Si le monde avait écouté Kofi Annan, dont vous avez réclamé la destitution, si le monde avait écouté le président Chirac que vous tentez de dépeindre comme une sorte de traître corrompu, si le monde m’avait écouté et avait écouté le mouvement anti-guerre britannique, nous ne serions pas dans la situation désastreuse où nous nous trouvons aujourd’hui. Sénateur, cet écran de fumée est le pire de tous. Vous essayez de détourner l’attention de crimes que vous avez appuyés et du vol de milliards de dollars à même le trésor iraquien.

3

« Penchez-vous sur le véritable scandale du programme Pétrole contre Nourriture. Penchez-vous sur les 14 mois où vous étiez en charge de Bagdad, les premiers 14 mois où 8,8 milliards de dollars du trésor iraquien ont disparu, et ce sous votre garde. Penchez-vous sur Halliburton et les autres grandes entreprises américaines qui ont volé non seulement l’argent de l’Irak, mais l’argent des contribuables américains.

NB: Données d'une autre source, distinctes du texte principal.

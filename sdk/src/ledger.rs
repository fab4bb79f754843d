//! The ledger RPC capability every network-bound step goes through.
//!
//! [`Ledger`] is injected (as `Arc<dyn Ledger>`) into the resolver, the
//! transaction builder and the broadcaster. The production implementation
//! is the nonblocking Solana [`RpcClient`]; tests substitute an in-memory
//! double.

use async_trait::async_trait;
use log::warn;
use std::str::FromStr;

use solana_account_decoder_client_types::UiAccountData;
use solana_client::{
    nonblocking::rpc_client::RpcClient,
    rpc_config::{RpcSendTransactionConfig, RpcSimulateTransactionConfig},
    rpc_request::TokenAccountsFilter,
    rpc_response::RpcKeyedAccount,
};
use solana_sdk::{
    hash::Hash, pubkey::Pubkey, signature::Signature, transaction::VersionedTransaction,
};
use spl_token::state::{Account as TokenAccount, AccountState};

use crate::{error::LedgerError, state::parse_token_account, types::SimulationReport};

/// A recent blockhash and the last block height at which it is accepted.
///
/// Single-use: a transaction bound to a checkpoint fails once the cluster
/// passes `last_valid_block_height`.
#[derive(Debug, Clone, Copy, PartialEq, Eq)]
pub struct Checkpoint {
    pub blockhash:               Hash,
    pub last_valid_block_height: u64,
}

/// One token-holding account owned by the signer.
#[derive(Debug, Clone, PartialEq)]
pub struct OwnerTokenAccount {
    pub address:    Pubkey,
    pub program_id: Pubkey,
    pub account:    TokenAccount,
}

impl OwnerTokenAccount {
    pub fn mint(&self) -> Pubkey {
        self.account.mint
    }

    pub fn amount(&self) -> u64 {
        self.account.amount
    }
}

#[async_trait]
pub trait Ledger: Send + Sync {
    /// Raw data of an existing account.
    async fn account_data(&self, address: &Pubkey) -> Result<Vec<u8>, LedgerError>;

    async fn latest_checkpoint(&self) -> Result<Checkpoint, LedgerError>;

    async fn block_height(&self) -> Result<u64, LedgerError>;

    /// Every SPL token account owned by `owner`, freshly fetched.
    async fn token_accounts_by_owner(
        &self,
        owner: &Pubkey,
    ) -> Result<Vec<OwnerTokenAccount>, LedgerError>;

    /// Submit without preflight; `max_retries` is handed to the RPC node.
    async fn send_transaction(
        &self,
        transaction: &VersionedTransaction,
        max_retries: usize,
    ) -> Result<Signature, LedgerError>;

    async fn simulate_transaction(
        &self,
        transaction: &VersionedTransaction,
    ) -> Result<SimulationReport, LedgerError>;
}

#[async_trait]
impl Ledger for RpcClient {
    async fn account_data(&self, address: &Pubkey) -> Result<Vec<u8>, LedgerError> {
        self.get_account_with_commitment(address, self.commitment())
            .await?
            .value
            .map(|account| account.data)
            .ok_or(LedgerError::AccountNotFound(*address))
    }

    async fn latest_checkpoint(&self) -> Result<Checkpoint, LedgerError> {
        let (blockhash, last_valid_block_height) =
            self.get_latest_blockhash_with_commitment(self.commitment()).await?;
        Ok(Checkpoint { blockhash, last_valid_block_height })
    }

    async fn block_height(&self) -> Result<u64, LedgerError> {
        Ok(self.get_block_height().await?)
    }

    async fn token_accounts_by_owner(
        &self,
        owner: &Pubkey,
    ) -> Result<Vec<OwnerTokenAccount>, LedgerError> {
        let keyed = self
            .get_token_accounts_by_owner(owner, TokenAccountsFilter::ProgramId(spl_token::id()))
            .await?;
        Ok(owner_token_accounts(keyed))
    }

    async fn send_transaction(
        &self,
        transaction: &VersionedTransaction,
        max_retries: usize,
    ) -> Result<Signature, LedgerError> {
        let config = RpcSendTransactionConfig {
            skip_preflight: true,
            max_retries:    Some(max_retries),
            ..Default::default()
        };
        Ok(self.send_transaction_with_config(transaction, config).await?)
    }

    async fn simulate_transaction(
        &self,
        transaction: &VersionedTransaction,
    ) -> Result<SimulationReport, LedgerError> {
        let config = RpcSimulateTransactionConfig {
            commitment: Some(self.commitment()),
            ..Default::default()
        };
        let result = self
            .simulate_transaction_with_config(transaction, config)
            .await?
            .value;

        Ok(SimulationReport {
            success:        result.err.is_none(),
            error:          result.err.map(|e| e.to_string()),
            logs:           result.logs.unwrap_or_default(),
            units_consumed: result.units_consumed,
        })
    }
}

/// Decode an RPC token-account listing, skipping entries that do not decode.
///
/// Handles both raw (base64 / base58) and `jsonParsed` payloads.
pub(crate) fn owner_token_accounts(keyed: Vec<RpcKeyedAccount>) -> Vec<OwnerTokenAccount> {
    keyed
        .into_iter()
        .filter_map(|entry| match decode_keyed(&entry) {
            Ok(account) => Some(account),
            Err(e) => {
                warn!("skipping token account {}: {e}", entry.pubkey);
                None
            }
        })
        .collect()
}

fn decode_keyed(entry: &RpcKeyedAccount) -> Result<OwnerTokenAccount, String> {
    let address = Pubkey::from_str(&entry.pubkey).map_err(|e| e.to_string())?;
    let program_id = Pubkey::from_str(&entry.account.owner).map_err(|e| e.to_string())?;
    let account = match &entry.account.data {
        UiAccountData::Json(parsed) => token_account_from_json(&parsed.parsed)?,
        data => {
            let bytes = data.decode().ok_or("undecodable account data")?;
            parse_token_account(&bytes).map_err(|e| e.to_string())?
        }
    };
    Ok(OwnerTokenAccount { address, program_id, account })
}

/// Rebuild the fields the swap reads from a `jsonParsed` token account.
fn token_account_from_json(parsed: &serde_json::Value) -> Result<TokenAccount, String> {
    let info = parsed.get("info").ok_or("missing `info`")?;
    let key = |field: &str| -> Result<Pubkey, String> {
        let raw = info.get(field).and_then(|v| v.as_str()).ok_or(format!("missing `{field}`"))?;
        Pubkey::from_str(raw).map_err(|e| format!("`{field}`: {e}"))
    };
    let amount = info
        .get("tokenAmount")
        .and_then(|v| v.get("amount"))
        .and_then(|v| v.as_str())
        .ok_or("missing `tokenAmount.amount`")?
        .parse::<u64>()
        .map_err(|e| format!("`tokenAmount.amount`: {e}"))?;
    let state = match info.get("state").and_then(|v| v.as_str()) {
        Some("initialized") => AccountState::Initialized,
        Some("frozen") => AccountState::Frozen,
        other => return Err(format!("unusable account state {other:?}")),
    };
    Ok(TokenAccount { mint: key("mint")?, owner: key("owner")?, amount, state, ..Default::default() })
}

#[cfg(test)]
mod tests {
    use super::*;
    use base64::{engine::general_purpose::STANDARD, Engine};
    use solana_account_decoder_client_types::{ParsedAccount, UiAccount, UiAccountEncoding};
    use solana_sdk::program_pack::Pack;

    fn keyed(address: &Pubkey, data: UiAccountData) -> RpcKeyedAccount {
        RpcKeyedAccount {
            pubkey:  address.to_string(),
            account: UiAccount {
                lamports:   2_039_280,
                data,
                owner:      spl_token::id().to_string(),
                executable: false,
                rent_epoch: 0,
                space:      Some(TokenAccount::LEN as u64),
            },
        }
    }

    fn packed(mint: Pubkey, owner: Pubkey, amount: u64) -> Vec<u8> {
        let account = TokenAccount { mint, owner, amount, state: AccountState::Initialized, ..Default::default() };
        let mut buf = vec![0u8; TokenAccount::LEN];
        TokenAccount::pack(account, &mut buf).unwrap();
        buf
    }

    #[test]
    fn binary_and_parsed_listings_decode() {
        let (owner, mint) = (Pubkey::new_unique(), Pubkey::new_unique());
        let (raw_addr, json_addr) = (Pubkey::new_unique(), Pubkey::new_unique());

        let raw = UiAccountData::Binary(STANDARD.encode(packed(mint, owner, 42)), UiAccountEncoding::Base64);
        let parsed = UiAccountData::Json(ParsedAccount {
            program: "spl-token".into(),
            parsed:  serde_json::json!({
                "type": "account",
                "info": {
                    "mint": mint.to_string(),
                    "owner": owner.to_string(),
                    "state": "initialized",
                    "tokenAmount": { "amount": "7", "decimals": 6, "uiAmountString": "0.000007" }
                }
            }),
            space:   TokenAccount::LEN as u64,
        });

        let accounts = owner_token_accounts(vec![keyed(&raw_addr, raw), keyed(&json_addr, parsed)]);
        assert_eq!(accounts.len(), 2);
        assert_eq!((accounts[0].address, accounts[0].amount()), (raw_addr, 42));
        assert_eq!((accounts[1].address, accounts[1].amount()), (json_addr, 7));
        assert!(accounts.iter().all(|a| a.mint() == mint && a.account.owner == owner));
        assert!(accounts.iter().all(|a| a.program_id == spl_token::id()));
    }

    #[test]
    fn undecodable_entries_are_skipped() {
        let good = Pubkey::new_unique();
        let short = UiAccountData::Binary(STANDARD.encode([0u8; 10]), UiAccountEncoding::Base64);
        let garbled = UiAccountData::Binary("%%%".into(), UiAccountEncoding::Base64);
        let no_info = UiAccountData::Json(ParsedAccount {
            program: "spl-token".into(),
            parsed:  serde_json::json!({ "type": "mint" }),
            space:   82,
        });
        let ok = UiAccountData::Binary(
            STANDARD.encode(packed(Pubkey::new_unique(), Pubkey::new_unique(), 1)),
            UiAccountEncoding::Base64,
        );

        let accounts = owner_token_accounts(vec![
            keyed(&Pubkey::new_unique(), short),
            keyed(&Pubkey::new_unique(), garbled),
            keyed(&Pubkey::new_unique(), no_info),
            keyed(&good, ok),
        ]);
        assert_eq!(accounts.len(), 1);
        assert_eq!(accounts[0].address, good);
    }
}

Penchez-vous sur le pétrole que vous ne preniez même pas la peine de mesurer, que vous sortiez du pays et vendiez, pour des recettes qui ont été dieu sait où? Penchez-vous sur les 800 millions de dollars que vous avez donnés aux commandants militaires américains pour distribution un peu partout au pays, sans même les compter.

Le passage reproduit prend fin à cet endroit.